Oh, it is also very important to know that I wear pink ONLY on Wednesdays and I swear to god if you wear sweatpants on a fucking Monday you cannot, and will not, sit with me.  
(If that reference went over your head you had better go and reevaluate your life, because you ain't worthy.)

Sometimes I like to mix it up and quote some SpongeBob. 

Yes, I am 26 and watch SpongeBob. . . 

Daily.

Why don't you leave your stupid comments in your pocket?

There are times in the day when I will break out in random song, usually from SpongeBob, Always Sunny in Philadelphia, or just some good solid 90's tunes like Joan Osborne, because, seriously, what if God WAS one of us? Just a slob like the people who stopped reading this a few paragraphs ago? Just some stranger on a bus trying to make his way home?















I also would like to make it extremely clear that I am indeed the Dayman, fighter of the Nightman, champion of the sun! You're a master of karate and friendship for everyone! 

When I'm not watching movies, cartoons, or singing the songs that I like I'm usually reading or writing. I like to think of myself as a rather intelligent creature (though I think of myself as all around awesome, you call it narcissistic I call it being Dan Perrucci). So, please, for the love of god, if you are stupid keep moving because there is nothing in this world I can stand less than stupid people. Stupid is the one thing I hate the most in humans, other than the fact that they are people, I hate that too: I prefer cats.

As you may have gathered by my unkempt profile picture and by reading this far on this profile I also hate doing social things with other human beings. Especially ones in places where the service blows more than a ceiling fan and where the music is louder than a fat woman screaming because she found a slice a cake in a fat roll. These places make me want to rip all the other patrons’ collar bones out. That is not something I want to do, I'm getting to old do those things and go to jail. I do, however, enjoy a nice get-together at my house where I can relax in basketball shorts and wear my worn out ripped slippers. I like this because I can control who shows up and I rarely have to engage in false pleasantries with new people.

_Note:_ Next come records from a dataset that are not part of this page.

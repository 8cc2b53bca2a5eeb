//! # Time-Bounded Cache
//!
//! Explicit cache component for derived lookups (participant authorization,
//! local-to-ledger identifier associations). Entries expire after a fixed
//! TTL and can be invalidated explicitly by the component that owns the
//! cache. No entry is authoritative beyond its TTL.
//!
//! ## Design
//!
//! - Each entry remembers when it was inserted
//! - Reads past the TTL miss and drop the entry
//! - Expired entries are garbage-collected on writes, at most once per
//!   `gc_interval_ms`

use std::collections::HashMap;
use std::hash::Hash;

use crate::entities::Timestamp;

/// Entry with its insertion time.
#[derive(Debug, Clone)]
struct CacheEntry<V> {
    value: V,
    inserted_at: Timestamp,
}

/// Time-bounded key/value cache.
///
/// Timestamps are supplied by the caller (from a `TimeSource`) so that the
/// cache itself never reads the wall clock.
#[derive(Debug)]
pub struct TtlCache<K, V> {
    entries: HashMap<K, CacheEntry<V>>,
    ttl_ms: u64,
    gc_interval_ms: u64,
    last_gc: Timestamp,
    hits: u64,
    misses: u64,
}

impl<K, V> TtlCache<K, V>
where
    K: Eq + Hash,
    V: Clone,
{
    /// Default time to live: 30 seconds.
    pub const DEFAULT_TTL_MS: u64 = 30_000;

    /// Default garbage collection interval.
    pub const DEFAULT_GC_INTERVAL_MS: u64 = 10_000;

    /// Create a cache with the given TTL.
    #[must_use]
    pub fn new(ttl_ms: u64) -> Self {
        Self::with_config(ttl_ms, Self::DEFAULT_GC_INTERVAL_MS)
    }

    /// Create a cache with custom TTL and GC interval.
    #[must_use]
    pub fn with_config(ttl_ms: u64, gc_interval_ms: u64) -> Self {
        Self {
            entries: HashMap::new(),
            ttl_ms,
            gc_interval_ms,
            last_gc: 0,
            hits: 0,
            misses: 0,
        }
    }

    /// Look up a live entry. Expired entries are dropped and count as misses.
    pub fn get(&mut self, key: &K, now: Timestamp) -> Option<V> {
        let live = match self.entries.get(key) {
            Some(entry) if !self.is_expired(entry.inserted_at, now) => Some(entry.value.clone()),
            Some(_) => {
                self.entries.remove(key);
                None
            }
            None => None,
        };

        if live.is_some() {
            self.hits += 1;
        } else {
            self.misses += 1;
        }
        live
    }

    /// Insert or refresh an entry.
    pub fn insert(&mut self, key: K, value: V, now: Timestamp) {
        if now.saturating_sub(self.last_gc) > self.gc_interval_ms {
            self.purge_expired(now);
            self.last_gc = now;
        }
        self.entries.insert(
            key,
            CacheEntry {
                value,
                inserted_at: now,
            },
        );
    }

    /// Drop one entry. Returns true when something was removed.
    pub fn invalidate(&mut self, key: &K) -> bool {
        self.entries.remove(key).is_some()
    }

    /// Drop every entry whose key matches.
    pub fn invalidate_where(&mut self, mut predicate: impl FnMut(&K) -> bool) {
        self.entries.retain(|k, _| !predicate(k));
    }

    /// Drop everything.
    pub fn clear(&mut self) {
        self.entries.clear();
    }

    /// Remove expired entries.
    pub fn purge_expired(&mut self, now: Timestamp) {
        let ttl = self.ttl_ms;
        self.entries
            .retain(|_, entry| now.saturating_sub(entry.inserted_at) < ttl);
    }

    /// Number of stored entries, live or not yet collected.
    #[must_use]
    pub fn len(&self) -> usize {
        self.entries.len()
    }

    /// True when nothing is stored.
    #[must_use]
    pub fn is_empty(&self) -> bool {
        self.entries.is_empty()
    }

    /// (hits, misses) since creation.
    #[must_use]
    pub fn stats(&self) -> (u64, u64) {
        (self.hits, self.misses)
    }

    fn is_expired(&self, inserted_at: Timestamp, now: Timestamp) -> bool {
        now.saturating_sub(inserted_at) >= self.ttl_ms
    }
}
//! # SL-01 Ledger Client
//!
//! Boundary to the external append-only ledger hosting the supply-chain
//! contract.
//!
//! **Subsystem ID:** 1
//! **Architecture:** Hexagonal (DDD + Ports/Adapters)
//!
//! ## Purpose
//!
//! - Submit named contract operations and classify failures
//! - Stream contract events from a given block onward
//! - Look up receipts of mined transactions
//!
//! ## Failure Classification
//!
//! | Error | Examples | Retryable |
//! |-------|----------|-----------|
//! | `Rejected` | malformed parameters, insufficient funds, nonce conflict | No |
//! | `Transport` | timeout, connection reset, underpriced, unavailable | Yes |
//!
//! Acceptance (`Ok(tx_hash)`) means the call entered the pending pool. It
//! says nothing about execution.
//!
//! ## Module Structure
//!
//! ```text
//! sl-01-ledger-client/
//! ├── domain/          # ContractBinding, SubmissionError, Receipt
//! ├── ports/           # LedgerClient, MockLedgerClient
//! └── adapters/        # SimulatedLedger
//! ```

#![warn(missing_docs)]
#![warn(clippy::all)]

pub mod adapters;
pub mod domain;
pub mod ports;

// Re-exports
pub use adapters::SimulatedLedger;
pub use domain::{
    ContractBinding, LedgerClientError, MinedBlock, ParamSpec, ParamType, Receipt, ReceiptStatus,
    SubmissionError, SupplyChainContract, TransportKind,
};
pub use ports::{LedgerClient, LedgerEventStream, MockLedgerClient};

/// Crate version
pub const VERSION: &str = env!("CARGO_PKG_VERSION");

Though I must say I am brutally honest I rarely try to fake being nice, except at work where I am a master and faking kindness,


And before I wrap this up I just want you to know that I make some of the most inappropriate jokes of all time and I love to make fun of people, so if you can't handle that go fuck yourself you god damn square. 

So if you like eating, reading, movies, SpongeBob, sports, inappropriate jokes and an nice healthy antisocial living give me a call and let's meet.

And please no fatties. I'm a thin guy and don't want to die by getting crushed to death because you picked a Big Mac over a salad.